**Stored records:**
──────────────────────────────
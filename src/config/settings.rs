use config::{Config, ConfigError, Environment, File};
use serde::Deserialize;
use std::env;
use std::time::Duration;

#[derive(Debug, Clone, Default, Deserialize)]
pub struct Settings {
    #[serde(default)]
    pub queue: QueueSettings,
    #[serde(default)]
    pub transport: TransportConfig,
    #[serde(default)]
    pub producer: ProducerConfig,
    #[serde(default)]
    pub server: ServerConfig,
    #[serde(default)]
    pub otel: OtelConfig,
    #[serde(default)]
    pub log: LogConfig,
}

/// Durable queue settings as read from configuration.
///
/// Values are normalized when the queue is built (see
/// `queue::QueueConfig::from_settings`).
#[derive(Debug, Clone, Deserialize)]
pub struct QueueSettings {
    /// Location of the durable backing file
    #[serde(default = "default_store_path")]
    pub store_path: String,
    /// Maximum number of retained entries (non-positive means default)
    #[serde(default = "default_max_count")]
    pub max_count: i64,
    /// Drain timer period in milliseconds
    #[serde(default = "default_drain_interval_ms")]
    pub drain_interval_ms: u64,
    /// Consecutive decode failures before the head entry is quarantined (0 = never)
    #[serde(default = "default_max_parse_failures")]
    pub max_parse_failures: u32,
    /// Where quarantined records are kept; discarded when unset
    #[serde(default)]
    pub dead_letter_path: Option<String>,
}

#[derive(Debug, Clone, Deserialize)]
pub struct TransportConfig {
    /// Transport backend: "redis" or "memory"
    #[serde(default = "default_transport_kind")]
    pub kind: String,
    #[serde(default = "default_redis_url")]
    pub url: String,
    /// Prepended to every message label to form the channel name
    #[serde(default = "default_topic_prefix")]
    pub topic_prefix: String,
    /// Connectivity probe interval while connected, in milliseconds
    #[serde(default = "default_probe_interval_ms")]
    pub probe_interval_ms: u64,
    /// First retry delay after a failed probe, in milliseconds
    #[serde(default = "default_retry_initial_ms")]
    pub retry_initial_ms: u64,
    /// Upper bound for the retry delay, in milliseconds
    #[serde(default = "default_retry_max_ms")]
    pub retry_max_ms: u64,
    /// Longest a single publish may take, in milliseconds
    #[serde(default = "default_publish_timeout_ms")]
    pub publish_timeout_ms: u64,
    /// Longest a connectivity probe may take, in milliseconds
    #[serde(default = "default_probe_timeout_ms")]
    pub probe_timeout_ms: u64,
}

/// Periodic device status reporting.
#[derive(Debug, Clone, Deserialize)]
pub struct ProducerConfig {
    #[serde(default = "default_producer_enabled")]
    pub enabled: bool,
    #[serde(default = "default_producer_interval_ms")]
    pub interval_ms: u64,
    #[serde(default = "default_producer_label")]
    pub label: String,
}

#[derive(Debug, Clone, Deserialize)]
pub struct ServerConfig {
    #[serde(default)]
    pub enabled: bool,
    #[serde(default = "default_host")]
    pub host: String,
    #[serde(default = "default_port")]
    pub port: u16,
}

#[derive(Debug, Clone, Deserialize)]
pub struct OtelConfig {
    #[serde(default)]
    pub enabled: bool,
    #[serde(default = "default_otel_endpoint")]
    pub endpoint: String,
    #[serde(default = "default_service_name")]
    pub service_name: String,
    #[serde(default = "default_sampling_ratio")]
    pub sampling_ratio: f64,
}

#[derive(Debug, Clone, Deserialize)]
pub struct LogConfig {
    /// Filter used when RUST_LOG is unset
    #[serde(default = "default_log_level")]
    pub level: String,
    /// Emit JSON lines instead of human-readable output
    #[serde(default)]
    pub json: bool,
}

fn default_store_path() -> String {
    "default.json".to_string()
}

fn default_max_count() -> i64 {
    10
}

fn default_drain_interval_ms() -> u64 {
    1000
}

fn default_max_parse_failures() -> u32 {
    5
}

fn default_transport_kind() -> String {
    "redis".to_string()
}

fn default_redis_url() -> String {
    "redis://localhost:6379".to_string()
}

fn default_topic_prefix() -> String {
    "telemetry:".to_string()
}

fn default_probe_interval_ms() -> u64 {
    5000
}

fn default_retry_initial_ms() -> u64 {
    500
}

fn default_retry_max_ms() -> u64 {
    30_000
}

fn default_publish_timeout_ms() -> u64 {
    5000
}

fn default_probe_timeout_ms() -> u64 {
    3000
}

fn default_producer_enabled() -> bool {
    true
}

fn default_producer_interval_ms() -> u64 {
    10_000
}

fn default_producer_label() -> String {
    "status".to_string()
}

fn default_host() -> String {
    "127.0.0.1".to_string()
}

fn default_port() -> u16 {
    8090
}

fn default_otel_endpoint() -> String {
    "http://localhost:4317".to_string()
}

fn default_service_name() -> String {
    "telemetry-spool".to_string()
}

fn default_sampling_ratio() -> f64 {
    1.0
}

fn default_log_level() -> String {
    "info".to_string()
}

impl Settings {
    pub fn new() -> Result<Self, ConfigError> {
        // Load .env file if exists
        let _ = dotenvy::dotenv();

        let run_mode = env::var("RUN_MODE").unwrap_or_else(|_| "development".into());

        let builder = Config::builder()
            .set_default("queue.store_path", default_store_path())?
            .set_default("queue.max_count", default_max_count())?
            .set_default("transport.kind", default_transport_kind())?
            .set_default("transport.url", default_redis_url())?
            // Load config file if exists
            .add_source(File::with_name("config/default").required(false))
            .add_source(File::with_name(&format!("config/{}", run_mode)).required(false))
            // SPOOL__QUEUE__MAX_COUNT, SPOOL__TRANSPORT__URL, ...
            .add_source(
                Environment::with_prefix("SPOOL")
                    .prefix_separator("__")
                    .separator("__")
                    .try_parsing(true),
            );

        builder.build()?.try_deserialize()
    }

    pub fn server_addr(&self) -> String {
        format!("{}:{}", self.server.host, self.server.port)
    }
}

impl Default for QueueSettings {
    fn default() -> Self {
        Self {
            store_path: default_store_path(),
            max_count: default_max_count(),
            drain_interval_ms: default_drain_interval_ms(),
            max_parse_failures: default_max_parse_failures(),
            dead_letter_path: None,
        }
    }
}

impl Default for TransportConfig {
    fn default() -> Self {
        Self {
            kind: default_transport_kind(),
            url: default_redis_url(),
            topic_prefix: default_topic_prefix(),
            probe_interval_ms: default_probe_interval_ms(),
            retry_initial_ms: default_retry_initial_ms(),
            retry_max_ms: default_retry_max_ms(),
            publish_timeout_ms: default_publish_timeout_ms(),
            probe_timeout_ms: default_probe_timeout_ms(),
        }
    }
}

impl TransportConfig {
    /// Publish time limit; zero means the default.
    pub fn publish_timeout(&self) -> Duration {
        non_zero_ms(self.publish_timeout_ms, default_publish_timeout_ms())
    }

    /// Probe time limit; zero means the default.
    pub fn probe_timeout(&self) -> Duration {
        non_zero_ms(self.probe_timeout_ms, default_probe_timeout_ms())
    }
}

fn non_zero_ms(value: u64, default: u64) -> Duration {
    Duration::from_millis(if value == 0 { default } else { value })
}

impl Default for ProducerConfig {
    fn default() -> Self {
        Self {
            enabled: default_producer_enabled(),
            interval_ms: default_producer_interval_ms(),
            label: default_producer_label(),
        }
    }
}

impl Default for ServerConfig {
    fn default() -> Self {
        Self {
            enabled: false,
            host: default_host(),
            port: default_port(),
        }
    }
}

impl Default for OtelConfig {
    fn default() -> Self {
        Self {
            enabled: false,
            endpoint: default_otel_endpoint(),
            service_name: default_service_name(),
            sampling_ratio: default_sampling_ratio(),
        }
    }
}

impl Default for LogConfig {
    fn default() -> Self {
        Self {
            level: default_log_level(),
            json: false,
        }
    }
}

#[cfg(test)]
mod tests {
    use super::*;

    #[test]
    fn test_default_values() {
        let queue = QueueSettings::default();
        assert_eq!(queue.store_path, "default.json");
        assert_eq!(queue.max_count, 10);
        assert!(queue.dead_letter_path.is_none());

        let transport = TransportConfig::default();
        assert_eq!(transport.kind, "redis");
        assert_eq!(transport.topic_prefix, "telemetry:");
        assert_eq!(transport.publish_timeout(), Duration::from_secs(5));
        assert_eq!(transport.probe_timeout(), Duration::from_secs(3));

        let server = ServerConfig::default();
        assert!(!server.enabled);
        assert_eq!(server.port, 8090);
    }

    #[test]
    fn test_partial_sections_fill_defaults() {
        let settings: Settings = serde_json::from_value(serde_json::json!({
            "queue": { "max_count": 3 },
            "transport": { "kind": "memory" }
        }))
        .unwrap();

        assert_eq!(settings.queue.max_count, 3);
        assert_eq!(settings.queue.store_path, "default.json");
        assert_eq!(settings.queue.drain_interval_ms, 1000);
        assert_eq!(settings.transport.kind, "memory");
        assert_eq!(settings.transport.publish_timeout_ms, 5000);
        assert_eq!(settings.producer.label, "status");
        assert_eq!(settings.log.level, "info");
    }

    #[test]
    fn test_zero_timeouts_use_defaults() {
        let transport = TransportConfig {
            publish_timeout_ms: 0,
            probe_timeout_ms: 250,
            ..Default::default()
        };
        assert_eq!(transport.publish_timeout(), Duration::from_millis(5000));
        assert_eq!(transport.probe_timeout(), Duration::from_millis(250));
    }
}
──────────────────────────────
**EXERCISE DESCRIPTION:**
Return exactly what appears above, from the first line of the entries to the line with "(non-positive means default)", inclusive.

**EXERCISE SOLUTION:**
filename src/config/settings.rs
use config::{Config, ConfigError, Environment, File};
use serde::Deserialize;
use std::env;
use std::time::Duration;

#[derive(Debug, Clone, Default, Deserialize)]
pub struct Settings {
    #[serde(default)]
    pub queue: QueueSettings,
    #[serde(default)]
    pub transport: TransportConfig,
    #[serde(default)]
    pub producer: ProducerConfig,
    #[serde(default)]
    pub server: ServerConfig,
    #[serde(default)]
    pub otel: OtelConfig,
    #[serde(default)]
    pub log: LogConfig,
}

/// Durable queue settings as read from configuration.
///
/// Values are normalized when the queue is built (see
/// `queue::QueueConfig::from_settings`).
#[derive(Debug, Clone, Deserialize)]
pub struct QueueSettings {
    /// Location of the durable backing file
    #[serde(default = "default_store_path")]
    pub store_path: String,
    /// Maximum number of retained entries (non-positive means default)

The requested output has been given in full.